[[ Provided records, beginning ]]

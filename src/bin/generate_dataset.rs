use std::path::PathBuf;
use std::process::ExitCode;

use clap::Parser;
use tracing_subscriber::EnvFilter;

use patient_pairs::{DatasetPipeline, PipelineConfig, SplitRatios};

#[derive(Debug, Parser)]
#[command(
    name = "generate_dataset",
    disable_help_subcommand = true,
    about = "Generate labeled record-matching training data from FHIR bundles",
    long_about = "Flatten patient resources into corpus lines, emit corrupted variants, and carve labeled pairs into shuffled train/test/valid splits."
)]
struct GenerateDatasetCli {
    #[arg(
        long = "data-root",
        value_name = "PATH",
        default_value = "data",
        help = "Directory containing bundle export files"
    )]
    data_root: PathBuf,
    #[arg(
        long = "out-dir",
        value_name = "PATH",
        default_value = ".",
        help = "Directory that receives corpus and split files"
    )]
    out_dir: PathBuf,
    #[arg(
        long,
        help = "Optional deterministic seed; omitted means OS entropy (non-reproducible runs)"
    )]
    seed: Option<u64>,
    #[arg(
        long = "split-ratios",
        value_name = "TRAIN,VALIDATION,TEST",
        value_parser = parse_split_ratios_arg,
        default_value = "0.8,0.1,0.1",
        help = "Comma-separated split ratios that must sum to 1.0"
    )]
    split: SplitRatios,
    #[arg(
        long = "transform-probability",
        value_name = "PROBABILITY",
        value_parser = parse_probability,
        default_value = "0.5",
        help = "Probability that a transformed line's names are corrupted"
    )]
    transform_probability: f32,
}

fn parse_split_ratios_arg(raw: &str) -> Result<SplitRatios, String> {
    let parts: Vec<&str> = raw.split(',').collect();
    if parts.len() != 3 {
        return Err("--split-ratios expects exactly 3 comma-separated values".to_string());
    }
    let train = parts[0]
        .trim()
        .parse::<f32>()
        .map_err(|_| format!("invalid train ratio '{}': must be a float", parts[0].trim()))?;
    let validation = parts[1].trim().parse::<f32>().map_err(|_| {
        format!(
            "invalid validation ratio '{}': must be a float",
            parts[1].trim()
        )
    })?;
    let test = parts[2]
        .trim()
        .parse::<f32>()
        .map_err(|_| format!("invalid test ratio '{}': must be a float", parts[2].trim()))?;
    let ratios = SplitRatios {
        train,
        validation,
        test,
    };
    let sum = ratios.train + ratios.validation + ratios.test;
    if (sum - 1.0).abs() > 1e-5 {
        return Err(format!(
            "split ratios must sum to 1.0, got {:.6} (train={}, validation={}, test={})",
            sum, ratios.train, ratios.validation, ratios.test
        ));
    }
    Ok(ratios)
}

fn parse_probability(raw: &str) -> Result<f32, String> {
    let probability = raw
        .trim()
        .parse::<f32>()
        .map_err(|_| format!("invalid probability '{}': must be a float", raw.trim()))?;
    if !(0.0..=1.0).contains(&probability) {
        return Err(format!(
            "probability {probability} is outside the range 0.0..=1.0"
        ));
    }
    Ok(probability)
}

fn main() -> ExitCode {
    tracing_subscriber::fmt()
        .with_env_filter(
            EnvFilter::try_from_default_env().unwrap_or_else(|_| EnvFilter::new("info")),
        )
        .init();

    let cli = GenerateDatasetCli::parse();
    let mut config = PipelineConfig::new(cli.data_root, cli.out_dir)
        .with_ratios(cli.split)
        .with_transform_probability(cli.transform_probability);
    if let Some(seed) = cli.seed {
        config = config.with_seed(seed);
    }

    match DatasetPipeline::new(config).run() {
        Ok(summary) => {
            println!("records: {}", summary.records);
            println!("transformed records: {}", summary.transformed_records);
            for (label, pairs) in summary.split_pairs {
                println!("  [{label}] pairs: {pairs}");
            }
            ExitCode::SUCCESS
        }
        Err(err) => {
            eprintln!("dataset generation failed: {err}");
            ExitCode::FAILURE
        }
    }
}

[[ Provided records, end ]]

Work to complete – Nothing in the records should be altered when they are written out again.

Exercise response –
filename src/bin/generate_dataset.rs
use std::path::PathBuf;
use std::process::ExitCode;

use clap::Parser;
use tracing_subscriber::EnvFilter;

use patient_pairs::{DatasetPipeline, PipelineConfig, SplitRatios};

#[derive(Debug, Parser)]
#[command(
    name = "generate_dataset",
    disable_help_subcommand = true,
    about = "Generate labeled record-matching training data from FHIR bundles",
    long_about = "Flatten patient resources into corpus lines, emit corrupted variants, and carve labeled pairs into shuffled train/test/valid splits."
)]
struct GenerateDatasetCli {
    #[arg(
        long = "data-root",
        value_name = "PATH",
        default_value = "data",
        help = "Directory containing bundle export files"
    )]
    data_root: PathBuf,
    #[arg(
        long = "out-dir",
        value_name = "PATH",
        default_value = ".",
        help = "Directory that receives corpus and split files"
    )]
    out_dir: PathBuf,
    #[arg(
        long,
        help = "Optional deterministic seed; omitted means OS entropy (non-reproducible runs)"
    )]
    seed: Option<u64>,
    #[arg(
        long = "split-ratios",
        value_name = "TRAIN,VALIDATION,TEST",
        value_parser = parse_split_ratios_arg,
        default_value = "0.8,0.1,0.1",
        help = "Comma-separated split ratios that must sum to 1.0"
    )]
    split: SplitRatios,
    #[arg(
        long = "transform-probability",
        value_name = "PROBABILITY",
        value_parser = parse_probability,
        default_value = "0.5",
        help = "Probability that a transformed line's names are corrupted"
    )]
    transform_probability: f32,
}

fn parse_split_ratios_arg(raw: &str) -> Result<SplitRatios, String> {
    let parts: Vec<&str> = raw.split(',').collect();
    if parts.len() != 3 {
        return Err("--split-ratios expects exactly 3 comma-separated values".to_string());
    }
    let train = parts[0]
        .trim()
        .parse::<f32>()
        .map_err(|_| format!("invalid train ratio '{}': must be a float", parts[0].trim()))?;
    let validation = parts[1].trim().parse::<f32>().map_err(|_| {
        format!(
            "invalid validation ratio '{}': must be a float",
            parts[1].trim()
        )
    })?;
    let test = parts[2]
        .trim()
        .parse::<f32>()
        .map_err(|_| format!("invalid test ratio '{}': must be a float", parts[2].trim()))?;
    let ratios = SplitRatios {
        train,
        validation,
        test,
    };
    let sum = ratios.train + ratios.validation + ratios.test;
    if (sum - 1.0).abs() > 1e-5 {
        return Err(format!(
            "split ratios must sum to 1.0, got {:.6} (train={}, validation={}, test={})",
            sum, ratios.train, ratios.validation, ratios.test
        ));
    }
    Ok(ratios)
}

fn parse_probability(raw: &str) -> Result<f32, String> {
    let probability = raw
        .trim()
        .parse::<f32>()
        .map_err(|_| format!("invalid probability '{}': must be a float", raw.trim()))?;
    if !(0.0..=1.0).contains(&probability) {
        return Err(format!(
            "probability {probability} is outside the range 0.0..=1.0"
        ));
    }
    Ok(probability)
}

fn main() -> ExitCode {
    tracing_subscriber::fmt()
        .with_env_filter(
            EnvFilter::try_from_default_env().unwrap_or_else(|_| EnvFilter::new("info")),
        )
        .init();

    let cli = GenerateDatasetCli::parse();
    let mut config = PipelineConfig::new(cli.data_root, cli.out_dir)
        .with_ratios(cli.split)
        .with_transform_probability(cli.transform_probability);
    if let Some(seed) = cli.seed {
        config = config.with_seed(seed);
    }

    match DatasetPipeline::new(config).run() {
        Ok(summary) => {
            println!("records: {}", summary.records);
            println!("transformed records: {}", summary.transformed_records);
            for (label, pairs) in summary.split_pairs {
                println!("  [{label}] pairs: {pairs}");
            }
            ExitCode::SUCCESS
        }
        Err(err) => {
            eprintln!("dataset generation failed: {err}");
            ExitCode::FAILURE
        }
    }
}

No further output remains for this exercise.